A acadêmica em questão, no último ano do curso de Medicina, conduziu a primeira abordagem, constituída de anamnese (entrevista) e exame clínico no, até então, suposto paciente. Após a abordagem inicial, como reconhece o repórter no debate dos comentários susbequentes à matéria, o professor-preceptor responsável discutiu o caso com o(a) acadêmico(a), supervisionando sua atuação, e se responsabilizou, por fim, pela conduta final.


Do ponto de vista das normas e preceitos da bioética, bem como das práticas correntes de ensino médico em qualquer local do Brasil e do mundo, nada de errado ocorreu.

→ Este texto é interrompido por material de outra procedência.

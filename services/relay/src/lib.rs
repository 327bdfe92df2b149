//! Gesture Relay Library Crate
//!
//! Server side of the streaming protocol: accepts `POST /api/chat`, opens a
//! streamed completion upstream and re-emits the text deltas as simplified
//! Server-Sent Events. The `relay` binary is a thin wrapper around this library.

pub mod config;
pub mod handlers;
pub mod models;
pub mod relay;
pub mod router;
pub mod state;
pub mod upstream;
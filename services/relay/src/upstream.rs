//! Upstream Completion Client
//!
//! Opens a streamed chat completion against an OpenAI-compatible provider and
//! hands back the raw SSE body. Transcoding happens in [`crate::relay`].

use crate::config::Config;
use async_openai::{
    error::OpenAIError,
    types::{
        ChatCompletionRequestMessage, ChatCompletionRequestUserMessageArgs,
        CreateChatCompletionRequest, CreateChatCompletionRequestArgs,
    },
};
use async_trait::async_trait;
use bytes::Bytes;
use futures_util::{StreamExt, stream::BoxStream};
use tracing::{debug, instrument, warn};

/// Raw upstream response body.
pub type ByteStream = BoxStream<'static, Result<Bytes, UpstreamError>>;

#[derive(Debug, thiserror::Error)]
pub enum UpstreamError {
    #[error("OPENROUTER_API_KEY not configured")]
    MissingCredential,
    #[error("Upstream {status}: {body}")]
    Status { status: u16, body: String },
    #[error("{0}")]
    Transport(String),
    #[error("Failed to build upstream request: {0}")]
    Request(#[from] OpenAIError),
}

/// A provider that can stream a completion for a single user prompt.
#[async_trait]
pub trait UpstreamClient: Send + Sync {
    async fn stream_completion(&self, prompt: &str) -> Result<ByteStream, UpstreamError>;
}

/// Client for OpenRouter or any other OpenAI-compatible chat endpoint.
pub struct OpenRouterClient {
    http: reqwest::Client,
    url: String,
    api_key: Option<String>,
    model: String,
    max_tokens: u32,
    referer: String,
    title: String,
}

impl OpenRouterClient {
    pub fn from_config(config: &Config) -> Self {
        Self {
            http: reqwest::Client::new(),
            url: config.upstream_url.clone(),
            api_key: config.api_key.clone(),
            model: config.chat_model.clone(),
            max_tokens: config.max_tokens,
            referer: config.app_referer.clone(),
            title: config.app_title.clone(),
        }
    }

    /// Single user message, operator-chosen model, streaming on.
    #[allow(deprecated)]
    fn build_request(&self, prompt: &str) -> Result<CreateChatCompletionRequest, OpenAIError> {
        let message = ChatCompletionRequestUserMessageArgs::default()
            .content(prompt)
            .build()?;
        CreateChatCompletionRequestArgs::default()
            .model(&self.model)
            .max_tokens(self.max_tokens)
            .stream(true)
            .messages(vec![ChatCompletionRequestMessage::User(message)])
            .build()
    }
}

#[async_trait]
impl UpstreamClient for OpenRouterClient {
    #[instrument(skip_all, fields(model = %self.model))]
    async fn stream_completion(&self, prompt: &str) -> Result<ByteStream, UpstreamError> {
        let api_key = self
            .api_key
            .as_deref()
            .ok_or(UpstreamError::MissingCredential)?;
        let request = self.build_request(prompt)?;

        let response = self
            .http
            .post(&self.url)
            .bearer_auth(api_key)
            .header("HTTP-Referer", &self.referer)
            .header("X-Title", &self.title)
            .json(&request)
            .send()
            .await
            .map_err(|e| UpstreamError::Transport(e.to_string()))?;

        let status = response.status();
        if !status.is_success() {
            let body = response.text().await.unwrap_or_default();
            warn!(status = status.as_u16(), %body, "Upstream rejected request");
            return Err(UpstreamError::Status {
                status: status.as_u16(),
                body,
            });
        }
        debug!("Upstream stream opened");

        Ok(response
            .bytes_stream()
            .map(|chunk| chunk.map_err(|e| UpstreamError::Transport(e.to_string())))
            .boxed())
    }
}
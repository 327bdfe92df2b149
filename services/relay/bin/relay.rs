//! Main Entrypoint for the Gesture Relay Service
//!
//! This binary is responsible for:
//! 1. Loading configuration from the environment.
//! 2. Initializing the upstream completion client.
//! 3. Constructing the Axum router and applying middleware.
//! 4. Starting the web server and handling graceful shutdown.

use anyhow::Context;
use gesture_relay::{
    config::Config, router::create_router, state::AppState, upstream::OpenRouterClient,
};
use std::{net::SocketAddr, sync::Arc};
use tower_http::cors::{Any, CorsLayer};
use tracing::{error, info, warn};

/// Listens for the `Ctrl+C` signal to gracefully shut down the server.
async fn shutdown_signal() {
    if let Err(e) = tokio::signal::ctrl_c().await {
        error!(error = %e, "Failed to install Ctrl+C handler");
        return;
    }
    info!("Received shutdown signal. Shutting down gracefully...");
}

#[tokio::main]
async fn main() -> anyhow::Result<()> {
    // --- 1. Load Configuration ---
    let config = Config::from_env().context("Failed to load configuration")?;

    // --- 2. Initialize Logging ---
    tracing_subscriber::fmt()
        .with_max_level(config.log_level)
        .with_timer(tracing_subscriber::fmt::time::ChronoLocal::rfc_3339())
        .init();
    info!("Configuration loaded. Initializing application state...");

    // --- 3. Initialize Upstream Client ---
    if config.api_key.is_none() {
        warn!("OPENROUTER_API_KEY is not set; chat requests will be rejected");
    }
    let upstream = Arc::new(OpenRouterClient::from_config(&config));

    let app_state = Arc::new(AppState {
        config: Arc::new(config.clone()),
        upstream,
    });

    // --- 4. Create Router and Apply Middleware ---
    let cors = CorsLayer::new()
        .allow_origin(Any)
        .allow_methods(Any)
        .allow_headers(Any);

    let app = create_router(app_state).layer(cors);

    // --- 5. Start Server ---
    info!(
        model = %config.chat_model,
        upstream = %config.upstream_url,
        bind_address = %config.bind_address,
        "Service configured. Starting server..."
    );
    let listener = tokio::net::TcpListener::bind(config.bind_address)
        .await
        .with_context(|| format!("Failed to bind {}", config.bind_address))?;

    axum::serve(
        listener,
        app.into_make_service_with_connect_info::<SocketAddr>(),
    )
    .with_graceful_shutdown(shutdown_signal())
    .await?;

    info!("Server has shut down.");
    Ok(())
}
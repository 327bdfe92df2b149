//! Upstream-to-client SSE transcoding.
//!
//! Upstream events are `data: {"choices":[{"delta":{"content":...}}]}` lines.
//! Only the text deltas survive, re-framed as the simplified protocol from
//! [`gesture_core::protocol`]. A pump task owns the upstream body and feeds a
//! bounded channel; the response body is the receiving end.

use crate::upstream::ByteStream;
use bytes::Bytes;
use futures_util::StreamExt;
use gesture_core::protocol::{DONE_SENTINEL, RecordBuffer, StreamFrame, data_payload};
use serde::Deserialize;
use tokio::sync::mpsc;
use tokio_stream::wrappers::ReceiverStream;
use tracing::{Instrument, debug, info_span, warn};

const CHANNEL_CAPACITY: usize = 32;

#[derive(Deserialize, Default)]
struct UpstreamChunk {
    #[serde(default)]
    choices: Vec<UpstreamChoice>,
}

#[derive(Deserialize, Default)]
struct UpstreamChoice {
    #[serde(default)]
    delta: UpstreamDelta,
}

#[derive(Deserialize, Default)]
struct UpstreamDelta {
    #[serde(default)]
    content: Option<String>,
}

/// Pulls the text delta out of one upstream line, if it carries any.
fn extract_delta(line: &str) -> Option<String> {
    let payload = data_payload(line)?;
    if payload == DONE_SENTINEL {
        return None;
    }
    let chunk: UpstreamChunk = match serde_json::from_str(payload) {
        Ok(chunk) => chunk,
        Err(e) => {
            debug!(error = %e, "Skipping unparseable upstream line");
            return None;
        }
    };
    chunk
        .choices
        .into_iter()
        .next()?
        .delta
        .content
        .filter(|text| !text.is_empty())
}

/// Spawns the pump and returns the simplified frame stream.
pub fn transcode(upstream: ByteStream) -> ReceiverStream<Bytes> {
    let (tx, rx) = mpsc::channel(CHANNEL_CAPACITY);
    tokio::spawn(pump(upstream, tx).instrument(info_span!("relay_pump")));
    ReceiverStream::new(rx)
}

async fn pump(mut upstream: ByteStream, tx: mpsc::Sender<Bytes>) {
    let mut lines = RecordBuffer::lines();
    let mut forwarded = 0usize;
    loop {
        let next = tokio::select! {
            _ = tx.closed() => {
                debug!(forwarded, "Client went away; dropping upstream");
                return;
            }
            next = upstream.next() => next,
        };

        match next {
            Some(Ok(bytes)) => {
                for line in lines.push(&bytes) {
                    let Some(text) = extract_delta(&line) else {
                        continue;
                    };
                    let frame = StreamFrame::Text(text).encode();
                    if tx.send(Bytes::from(frame)).await.is_err() {
                        debug!(forwarded, "Client went away; dropping upstream");
                        return;
                    }
                    forwarded += 1;
                }
            }
            Some(Err(e)) => {
                warn!(error = %e, forwarded, "Upstream read failed");
                let frame = StreamFrame::Error(e.to_string()).encode();
                let _ = tx.send(Bytes::from(frame)).await;
                return;
            }
            None => break,
        }
    }
    debug!(forwarded, "Upstream finished");
    let _ = tx.send(Bytes::from(StreamFrame::Done.encode())).await;
}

Absolutamente nada. É desta forma que o ensino da medicina se dá em qualquer tempo ou lugar. Como bem assinalou, no debate dos comentários, um experiente e respeitado jornalista local, acostumado à apuração e à denúncia, a reportagem não apresentou nenhuma evidência de prática de ilícito pela acadêmica, tampouco por seu professor-preceptor. A acadêmica não se passou por médica, não falsificou documentos, nem tampouco atuou sem supervisão.


O ensino da Medicina é tradicionalmente dividido em ciclo básico, com duração de quatro a quatro anos e meio, a depender da escola médica, e ciclo clínico ou profissional, denominado Internato, com duração, portanto, de um ano e meio a dois anos. O Internato é caracterizado por intenso treinamento em serviço e tem por objetivo consolidar a formação médica, com a aplicação dos conteúdos teóricos adquiridos ao longo do curso, através da prática intensiva das atividades inerentes ao exercício profissional.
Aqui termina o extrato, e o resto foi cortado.